2.2 Augmentation Techniques

The human brain interprets color as a physiopsychological phenomenon that is not yet fully understood. It is represented by the light that is reflected by an object and each color blends smoothly into the next, it does not end abruptly. A color model or system is a specification of a coordinate system and every color is determined by a point in that system, see [19]. Input images can be illustrated in different representations, the conversion between the descriptions is a color augmentation technique. The impact of color can be also be regarded under applied texture modifications. Therefor we add noise with several distributions, like random uniform, random gamma, or random Gaussian \({\mathcal {N}}(0,\sigma ^2)\) with different variances \(\sigma ^2\in \{3,8.5,12,25,50\}\). According to our results and regarding the work of da Costa et al. [6], who investigated several types of noise in image classification tasks, the Gaussian distribution \(\mathcal N(0,8.5)\) provides a medium deterioration. Another option to degrade shape is to make the images blurring employing Gaussian blur. We choose \(\sigma =0.5\) and filter size 3 inspired by Yip and Sinha [23]. Several color and texture transformations T to the input images i can be described as:

$$\begin{aligned} T:i\rightarrow T(i). \end{aligned}$$
(1)

Our CNN depicts the images to a prediction:

$$\begin{aligned} \mathrm {CNN}:i\rightarrow P,\,\,\,\, \mathrm {CNN}:T(i)\rightarrow P'. \end{aligned}$$
(2)

and we are interested in the relation of \(P'\) and P.

Fig. 2.
figure 2

Left: Bus image in Luminance and Value, difference of both. Right: Original Car image, with noise, and Gaussian blur.

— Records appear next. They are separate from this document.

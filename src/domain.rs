//! Domain models: generation requests and batches, lessons, learning modules,
//! and the content freshness marker.

use std::collections::{BTreeSet, HashSet};
use std::fmt;

use chrono::{DateTime, Utc};
use serde::{Deserialize, Serialize};

use crate::error::ValidationError;
use crate::util::slugify;

/// One unit of work for the generator: a lesson title plus what it should focus on.
#[derive(Clone, Debug, PartialEq, Eq, Serialize, Deserialize)]
pub struct GenerationRequest {
  pub title: String,
  #[serde(default)]
  pub focus: String,
}

impl GenerationRequest {
  pub fn new(title: impl Into<String>, focus: impl Into<String>) -> Self {
    Self { title: title.into(), focus: focus.into() }
  }

  /// Stable key used for ids and output filenames.
  pub fn id(&self) -> String {
    slugify(&self.title)
  }
}

/// Ordered, validated set of requests. Position matters for batch APIs that
/// answer with parallel arrays.
#[derive(Clone, Debug, Default, PartialEq, Eq, Serialize)]
#[serde(transparent)]
pub struct BatchSpec {
  requests: Vec<GenerationRequest>,
}

impl BatchSpec {
  pub fn new(requests: Vec<GenerationRequest>) -> Result<Self, ValidationError> {
    let mut seen = HashSet::new();
    for r in &requests {
      let id = r.id();
      if id.is_empty() {
        return Err(ValidationError::EmptyTitle(r.title.clone()));
      }
      if !seen.insert(id.clone()) {
        return Err(ValidationError::DuplicateRequest(id));
      }
    }
    Ok(Self { requests })
  }

  pub fn requests(&self) -> &[GenerationRequest] {
    &self.requests
  }

  pub fn len(&self) -> usize {
    self.requests.len()
  }

  pub fn is_empty(&self) -> bool {
    self.requests.is_empty()
  }
}

impl<'de> Deserialize<'de> for BatchSpec {
  fn deserialize<D: serde::Deserializer<'de>>(d: D) -> Result<Self, D::Error> {
    let requests = Vec::<GenerationRequest>::deserialize(d)?;
    BatchSpec::new(requests).map_err(serde::de::Error::custom)
  }
}

/// Text returned by the generation client, tagged with the request that produced it.
#[derive(Clone, Debug)]
pub struct RawResponse {
  pub request: GenerationRequest,
  pub text: String,
}

#[derive(Clone, Copy, Debug, PartialEq, Eq, Hash, Serialize, Deserialize)]
#[serde(rename_all = "lowercase")]
pub enum Proficiency {
  Basic,
  Intermediate,
  Advanced,
}

/// The fixed section kinds every lesson carries, in reading order.
#[derive(Clone, Copy, Debug, PartialEq, Eq, Hash, Serialize, Deserialize)]
pub enum SectionKind {
  Introduction,
  Body,
  Discussion,
  #[serde(rename = "Key Takeaways")]
  KeyTakeaways,
}

impl SectionKind {
  pub const ALL: [SectionKind; 4] =
    [SectionKind::Introduction, SectionKind::Body, SectionKind::Discussion, SectionKind::KeyTakeaways];

  pub fn name(self) -> &'static str {
    match self {
      SectionKind::Introduction => "Introduction",
      SectionKind::Body => "Body",
      SectionKind::Discussion => "Discussion",
      SectionKind::KeyTakeaways => "Key Takeaways",
    }
  }
}

impl fmt::Display for SectionKind {
  fn fmt(&self, f: &mut fmt::Formatter<'_>) -> fmt::Result {
    f.write_str(self.name())
  }
}

#[derive(Clone, Debug, PartialEq, Eq, Serialize, Deserialize)]
pub struct LessonMetadata {
  pub id: String,
  pub title: String,
  pub description: String,
  pub proficiency: Proficiency,
  #[serde(default)]
  pub tags: BTreeSet<String>,
}

#[derive(Clone, Debug, PartialEq, Eq, Serialize, Deserialize)]
pub struct Section {
  #[serde(rename = "title")]
  pub kind: SectionKind,
  pub content: String,
}

#[derive(Clone, Debug, PartialEq, Eq, Serialize, Deserialize)]
#[serde(rename_all = "camelCase")]
pub struct Question {
  pub id: String,
  pub prompt: String,
  pub proficiency: Proficiency,
  pub answers: Vec<String>,
  pub correct_answer_index: usize,
  #[serde(default)]
  pub explanation: String,
}

#[derive(Clone, Debug, PartialEq, Eq, Serialize, Deserialize)]
pub struct Lesson {
  pub metadata: LessonMetadata,
  pub sections: Vec<Section>,
  pub questions: Vec<Question>,
}

impl Lesson {
  pub fn id(&self) -> &str {
    &self.metadata.id
  }

  pub fn section(&self, kind: SectionKind) -> Option<&Section> {
    self.sections.iter().find(|s| s.kind == kind)
  }

  /// Structural checks shared by the parser and by anything that loads
  /// lessons from outside (store files, remote sync).
  pub fn validate(&self) -> Result<(), ValidationError> {
    let invalid = |reason: String| ValidationError::InvalidLesson { lesson: self.metadata.id.clone(), reason };

    if self.metadata.id.is_empty() || self.metadata.id != slugify(&self.metadata.title) {
      return Err(invalid(format!("id {:?} does not match title {:?}", self.metadata.id, self.metadata.title)));
    }
    // Exactly one section per kind, in reading order.
    let kinds: Vec<SectionKind> = self.sections.iter().map(|s| s.kind).collect();
    if kinds != SectionKind::ALL {
      let names: Vec<&str> = kinds.iter().map(|k| k.name()).collect();
      return Err(invalid(format!("sections must be {:?}, got {:?}", SectionKind::ALL.map(SectionKind::name), names)));
    }
    let mut ids = HashSet::new();
    for q in &self.questions {
      if q.correct_answer_index >= q.answers.len() {
        return Err(invalid(format!(
          "question {:?} has correctAnswerIndex {} but {} answers",
          q.id,
          q.correct_answer_index,
          q.answers.len()
        )));
      }
      if !ids.insert(q.id.as_str()) {
        return Err(invalid(format!("duplicate question id {:?}", q.id)));
      }
    }
    Ok(())
  }
}

/// What a lesson file in the output directory holds: the lesson plus the
/// request it was generated from. The request is the content identity the
/// skip-if-generated guard compares against.
#[derive(Clone, Debug, PartialEq, Eq, Serialize, Deserialize)]
pub struct LessonRecord {
  pub request: GenerationRequest,
  pub lesson: Lesson,
}

#[derive(Clone, Debug, PartialEq, Eq, Serialize, Deserialize)]
#[serde(rename_all = "camelCase")]
pub struct LearningModule {
  pub id: String,
  pub title: String,
  #[serde(default)]
  pub description: String,
  #[serde(default)]
  pub lessons: Vec<String>,
  #[serde(default)]
  pub sub_modules: Vec<LearningModule>,
}

impl LearningModule {
  /// Depth-first walk over this module and all of its descendants.
  pub fn walk<'a>(&'a self, visit: &mut impl FnMut(&'a LearningModule)) {
    visit(self);
    for m in &self.sub_modules {
      m.walk(visit);
    }
  }
}

#[derive(Clone, Copy, Debug, PartialEq, Eq, Serialize, Deserialize)]
#[serde(rename_all = "camelCase")]
pub struct ContentMetadata {
  pub last_updated_timestamp: DateTime<Utc>,
}
//! HTTP endpoint handlers. These are thin reads over the loaded snapshot.
//! Each handler is instrumented; lookups log the id and whether it was found.

use std::sync::Arc;

use axum::{
    extract::{Path, Query, State},
    http::StatusCode,
    response::{IntoResponse, Response},
    Json,
};
use tracing::{info, instrument};

use crate::domain::Lesson;
use crate::protocol::{ErrorOut, HealthOut, LessonsQuery};
use crate::state::ServerState;

fn not_found(what: &str, id: &str) -> Response {
    let body = ErrorOut { error: format!("unknown {what}: {id}") };
    (StatusCode::NOT_FOUND, Json(body)).into_response()
}

#[instrument(level = "info", skip(state))]
pub async fn http_health(State(state): State<Arc<ServerState>>) -> impl IntoResponse {
    let snap = &state.snapshot;
    Json(HealthOut {
        ok: true,
        lessons: snap.lesson_count(),
        modules: snap.modules().len(),
        last_updated: snap.metadata().map(|m| m.last_updated_timestamp),
    })
}

#[instrument(level = "info", skip(state))]
pub async fn http_get_metadata(State(state): State<Arc<ServerState>>) -> Response {
    match state.snapshot.metadata() {
        Some(meta) => Json(meta).into_response(),
        None => not_found("metadata", "content store"),
    }
}

#[instrument(level = "info", skip(state, q), fields(filtered = q.ids.is_some()))]
pub async fn http_get_lessons(State(state): State<Arc<ServerState>>, Query(q): Query<LessonsQuery>) -> Response {
    let snap = &state.snapshot;
    let lessons: Vec<&Lesson> = match q.id_list() {
        Some(ids) => ids.iter().filter_map(|id| snap.lesson(id)).collect(),
        None => snap.lessons(),
    };
    info!(target: "lesson_forge", count = lessons.len(), "HTTP lessons served");
    Json(lessons).into_response()
}

#[instrument(level = "info", skip(state))]
pub async fn http_get_lesson(State(state): State<Arc<ServerState>>, Path(id): Path<String>) -> Response {
    match state.snapshot.lesson(&id) {
        Some(lesson) => Json(lesson).into_response(),
        None => not_found("lesson", &id),
    }
}

#[instrument(level = "info", skip(state))]
pub async fn http_get_modules(State(state): State<Arc<ServerState>>) -> Response {
    Json(state.snapshot.modules()).into_response()
}

#[instrument(level = "info", skip(state))]
pub async fn http_get_module(State(state): State<Arc<ServerState>>, Path(id): Path<String>) -> Response {
    match state.snapshot.module(&id) {
        Some(module) => Json(module).into_response(),
        None => not_found("module", &id),
    }
}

2.3 Examples of Color Spaces

This section describes the regarded color spaces of the conducted study. Let M be a tensor with entries in \({\mathbb {R}}\) representing a 3-channel color image. The pixels of the RGB color input image with length l and width h

$$\begin{aligned} im_{RGB}=[R,G,B]\in M^{l\times h\times 3} \end{aligned}$$
(3)

are the entries of the matrices \(R,G,B\in M^{l\times h}\). According to [19] an image in RGB representation can be converted to an other color model.

For a conversion into grayscale, the following coefficients, which add up to one, are tried-and-true. The model is also known as Luminance, and is inspired by the current spectra, which human eyes are differently sensitive to perceiving red, green, and blue:

$$\begin{aligned} L=[0.2989R+0.5870G+0.1140B]\in M^{l\times h} \end{aligned}$$
(4)

or \(G_L=[L,L,L]\in M^{l\times h\times 3}\) to get a grayscale 3D tensor. Another more simple grayscale space is the Intensity, mean of the RGB channels:

$$\begin{aligned} I=\frac{1}{3}[R+G+B]\in M^{l\times h} \end{aligned}$$
(5)

or \(G_{I}=[I,I,I]\in M^{l\times h\times 3}\).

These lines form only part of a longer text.